*Input data*
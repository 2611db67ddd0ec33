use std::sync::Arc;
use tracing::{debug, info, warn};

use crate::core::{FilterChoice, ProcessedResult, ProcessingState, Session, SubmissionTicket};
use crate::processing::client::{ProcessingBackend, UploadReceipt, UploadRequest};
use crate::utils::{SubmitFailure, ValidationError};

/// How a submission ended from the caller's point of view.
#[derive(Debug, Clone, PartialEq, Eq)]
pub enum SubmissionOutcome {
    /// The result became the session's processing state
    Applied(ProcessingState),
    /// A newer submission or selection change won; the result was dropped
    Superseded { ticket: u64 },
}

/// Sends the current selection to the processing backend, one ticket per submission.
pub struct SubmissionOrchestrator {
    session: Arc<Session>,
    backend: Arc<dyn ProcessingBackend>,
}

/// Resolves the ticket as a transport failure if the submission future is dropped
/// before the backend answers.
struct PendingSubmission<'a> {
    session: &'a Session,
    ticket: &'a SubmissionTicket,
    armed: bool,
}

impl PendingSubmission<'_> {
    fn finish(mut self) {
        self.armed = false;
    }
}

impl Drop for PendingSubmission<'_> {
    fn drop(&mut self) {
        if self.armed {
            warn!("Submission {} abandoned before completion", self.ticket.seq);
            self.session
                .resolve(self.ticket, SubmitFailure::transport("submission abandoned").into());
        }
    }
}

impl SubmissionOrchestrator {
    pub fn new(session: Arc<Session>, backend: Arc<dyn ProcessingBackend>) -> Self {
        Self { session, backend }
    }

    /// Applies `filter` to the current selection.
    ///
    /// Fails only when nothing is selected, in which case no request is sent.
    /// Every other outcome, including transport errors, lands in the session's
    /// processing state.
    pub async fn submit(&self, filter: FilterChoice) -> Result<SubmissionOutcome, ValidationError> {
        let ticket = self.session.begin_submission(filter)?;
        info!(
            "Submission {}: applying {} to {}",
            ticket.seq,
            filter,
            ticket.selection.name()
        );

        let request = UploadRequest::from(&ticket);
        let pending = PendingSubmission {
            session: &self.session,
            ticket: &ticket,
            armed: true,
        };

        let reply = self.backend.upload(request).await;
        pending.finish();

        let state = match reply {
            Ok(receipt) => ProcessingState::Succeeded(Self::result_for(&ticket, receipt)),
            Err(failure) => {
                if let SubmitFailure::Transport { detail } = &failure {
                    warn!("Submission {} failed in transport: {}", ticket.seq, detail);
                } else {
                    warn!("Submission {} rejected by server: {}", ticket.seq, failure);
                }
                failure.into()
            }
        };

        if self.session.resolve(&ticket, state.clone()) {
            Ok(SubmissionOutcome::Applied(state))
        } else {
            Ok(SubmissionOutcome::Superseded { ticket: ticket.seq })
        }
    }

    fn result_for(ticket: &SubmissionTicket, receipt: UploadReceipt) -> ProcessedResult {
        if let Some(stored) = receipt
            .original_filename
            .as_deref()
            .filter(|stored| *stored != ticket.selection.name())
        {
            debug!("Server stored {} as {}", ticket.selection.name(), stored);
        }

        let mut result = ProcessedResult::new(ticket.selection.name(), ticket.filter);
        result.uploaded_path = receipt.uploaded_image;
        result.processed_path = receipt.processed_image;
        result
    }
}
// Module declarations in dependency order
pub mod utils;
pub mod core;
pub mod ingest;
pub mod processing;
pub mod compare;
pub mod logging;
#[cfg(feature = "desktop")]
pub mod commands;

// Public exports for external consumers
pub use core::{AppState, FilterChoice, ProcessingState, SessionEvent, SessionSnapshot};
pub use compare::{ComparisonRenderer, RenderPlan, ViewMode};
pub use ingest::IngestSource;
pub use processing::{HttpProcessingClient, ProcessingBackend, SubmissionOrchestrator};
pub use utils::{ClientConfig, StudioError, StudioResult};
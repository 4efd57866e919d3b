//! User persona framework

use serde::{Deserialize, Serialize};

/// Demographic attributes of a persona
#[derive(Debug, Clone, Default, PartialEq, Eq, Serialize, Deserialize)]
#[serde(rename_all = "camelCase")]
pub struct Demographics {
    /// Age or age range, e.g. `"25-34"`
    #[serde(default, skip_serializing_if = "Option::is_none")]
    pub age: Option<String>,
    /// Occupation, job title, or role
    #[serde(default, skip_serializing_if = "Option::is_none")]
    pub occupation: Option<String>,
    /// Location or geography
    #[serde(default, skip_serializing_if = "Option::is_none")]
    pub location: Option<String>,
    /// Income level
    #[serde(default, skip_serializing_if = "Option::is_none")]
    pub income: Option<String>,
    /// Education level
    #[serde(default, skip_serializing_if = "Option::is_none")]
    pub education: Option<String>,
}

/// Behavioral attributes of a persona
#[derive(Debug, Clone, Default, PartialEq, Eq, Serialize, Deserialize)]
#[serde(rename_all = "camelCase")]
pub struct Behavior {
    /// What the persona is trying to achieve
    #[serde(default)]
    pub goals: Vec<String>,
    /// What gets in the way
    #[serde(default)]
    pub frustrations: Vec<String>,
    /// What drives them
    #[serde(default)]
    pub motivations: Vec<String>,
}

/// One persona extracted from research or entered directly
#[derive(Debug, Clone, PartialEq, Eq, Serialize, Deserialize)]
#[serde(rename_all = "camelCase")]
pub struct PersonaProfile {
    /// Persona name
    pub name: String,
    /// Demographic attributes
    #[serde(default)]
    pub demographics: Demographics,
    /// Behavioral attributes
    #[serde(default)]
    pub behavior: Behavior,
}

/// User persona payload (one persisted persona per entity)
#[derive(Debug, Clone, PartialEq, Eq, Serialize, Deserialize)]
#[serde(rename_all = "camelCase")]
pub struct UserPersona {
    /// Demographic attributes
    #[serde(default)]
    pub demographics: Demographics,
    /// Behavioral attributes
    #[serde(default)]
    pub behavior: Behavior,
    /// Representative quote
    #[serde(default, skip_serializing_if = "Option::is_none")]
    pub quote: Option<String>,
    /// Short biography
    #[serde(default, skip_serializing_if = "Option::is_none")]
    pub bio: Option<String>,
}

*Activity*
For this exercise, output all the data exactly as shown above.

*Answer section*
repository 2611db67ddd0ec33
use std::sync::Arc;
use tracing::{debug, info, warn};

use crate::core::{FilterChoice, ProcessedResult, ProcessingState, Session, SubmissionTicket};
use crate::processing::client::{ProcessingBackend, UploadReceipt, UploadRequest};
use crate::utils::{SubmitFailure, ValidationError};

/// How a submission ended from the caller's point of view.
#[derive(Debug, Clone, PartialEq, Eq)]
pub enum SubmissionOutcome {
    /// The result became the session's processing state
    Applied(ProcessingState),
    /// A newer submission or selection change won; the result was dropped
    Superseded { ticket: u64 },
}

/// Sends the current selection to the processing backend, one ticket per submission.
pub struct SubmissionOrchestrator {
    session: Arc<Session>,
    backend: Arc<dyn ProcessingBackend>,
}

/// Resolves the ticket as a transport failure if the submission future is dropped
/// before the backend answers.
struct PendingSubmission<'a> {
    session: &'a Session,
    ticket: &'a SubmissionTicket,
    armed: bool,
}

impl PendingSubmission<'_> {
    fn finish(mut self) {
        self.armed = false;
    }
}

impl Drop for PendingSubmission<'_> {
    fn drop(&mut self) {
        if self.armed {
            warn!("Submission {} abandoned before completion", self.ticket.seq);
            self.session
                .resolve(self.ticket, SubmitFailure::transport("submission abandoned").into());
        }
    }
}

impl SubmissionOrchestrator {
    pub fn new(session: Arc<Session>, backend: Arc<dyn ProcessingBackend>) -> Self {
        Self { session, backend }
    }

    /// Applies `filter` to the current selection.
    ///
    /// Fails only when nothing is selected, in which case no request is sent.
    /// Every other outcome, including transport errors, lands in the session's
    /// processing state.
    pub async fn submit(&self, filter: FilterChoice) -> Result<SubmissionOutcome, ValidationError> {
        let ticket = self.session.begin_submission(filter)?;
        info!(
            "Submission {}: applying {} to {}",
            ticket.seq,
            filter,
            ticket.selection.name()
        );

        let request = UploadRequest::from(&ticket);
        let pending = PendingSubmission {
            session: &self.session,
            ticket: &ticket,
            armed: true,
        };

        let reply = self.backend.upload(request).await;
        pending.finish();

        let state = match reply {
            Ok(receipt) => ProcessingState::Succeeded(Self::result_for(&ticket, receipt)),
            Err(failure) => {
                if let SubmitFailure::Transport { detail } = &failure {
                    warn!("Submission {} failed in transport: {}", ticket.seq, detail);
                } else {
                    warn!("Submission {} rejected by server: {}", ticket.seq, failure);
                }
                failure.into()
            }
        };

        if self.session.resolve(&ticket, state.clone()) {
            Ok(SubmissionOutcome::Applied(state))
        } else {
            Ok(SubmissionOutcome::Superseded { ticket: ticket.seq })
        }
    }

    fn result_for(ticket: &SubmissionTicket, receipt: UploadReceipt) -> ProcessedResult {
        if let Some(stored) = receipt
            .original_filename
            .as_deref()
            .filter(|stored| *stored != ticket.selection.name())
        {
            debug!("Server stored {} as {}", ticket.selection.name(), stored);
        }

        let mut result = ProcessedResult::new(ticket.selection.name(), ticket.filter);
        result.uploaded_path = receipt.uploaded_image;
        result.processed_path = receipt.processed_image;
        result
    }
}
// Module declarations in dependency order
pub mod utils;
pub mod core;
pub mod ingest;
pub mod processing;
pub mod compare;
pub mod logging;
#[cfg(feature = "desktop")]
pub mod commands;

// Public exports for external consumers
pub use core::{AppState, FilterChoice, ProcessingState, SessionEvent, SessionSnapshot};
pub use compare::{ComparisonRenderer, RenderPlan, ViewMode};
pub use ingest::IngestSource;
pub use processing::{HttpProcessingClient, ProcessingBackend, SubmissionOrchestrator};
pub use utils::{ClientConfig, StudioError, StudioResult};
repository 4efd57866e919d3b
//! User persona framework

use serde::{Deserialize, Serialize};

/// Demographic attributes of a persona
#[derive(Debug, Clone, Default, PartialEq, Eq, Serialize, Deserialize)]
#[serde(rename_all = "camelCase")]
pub struct Demographics {
    /// Age or age range, e.g. `"25-34"`
    #[serde(default, skip_serializing_if = "Option::is_none")]
    pub age: Option<String>,
    /// Occupation, job title, or role
    #[serde(default, skip_serializing_if = "Option::is_none")]
    pub occupation: Option<String>,
    /// Location or geography
    #[serde(default, skip_serializing_if = "Option::is_none")]
    pub location: Option<String>,
    /// Income level
    #[serde(default, skip_serializing_if = "Option::is_none")]
    pub income: Option<String>,
    /// Education level
    #[serde(default, skip_serializing_if = "Option::is_none")]
    pub education: Option<String>,
}

/// Behavioral attributes of a persona
#[derive(Debug, Clone, Default, PartialEq, Eq, Serialize, Deserialize)]
#[serde(rename_all = "camelCase")]
pub struct Behavior {
    /// What the persona is trying to achieve
    #[serde(default)]
    pub goals: Vec<String>,
    /// What gets in the way
    #[serde(default)]
    pub frustrations: Vec<String>,
    /// What drives them
    #[serde(default)]
    pub motivations: Vec<String>,
}

/// One persona extracted from research or entered directly
#[derive(Debug, Clone, PartialEq, Eq, Serialize, Deserialize)]
#[serde(rename_all = "camelCase")]
pub struct PersonaProfile {
    /// Persona name
    pub name: String,
    /// Demographic attributes
    #[serde(default)]
    pub demographics: Demographics,
    /// Behavioral attributes
    #[serde(default)]
    pub behavior: Behavior,
}

/// User persona payload (one persisted persona per entity)
#[derive(Debug, Clone, PartialEq, Eq, Serialize, Deserialize)]
#[serde(rename_all = "camelCase")]
pub struct UserPersona {
    /// Demographic attributes
    #[serde(default)]
    pub demographics: Demographics,
    /// Behavioral attributes
    #[serde(default)]
    pub behavior: Behavior,
    /// Representative quote
    #[serde(default, skip_serializing_if = "Option::is_none")]
    pub quote: Option<String>,
    /// Short biography
    #[serde(default, skip_serializing_if = "Option::is_none")]
    pub bio: Option<String>,
}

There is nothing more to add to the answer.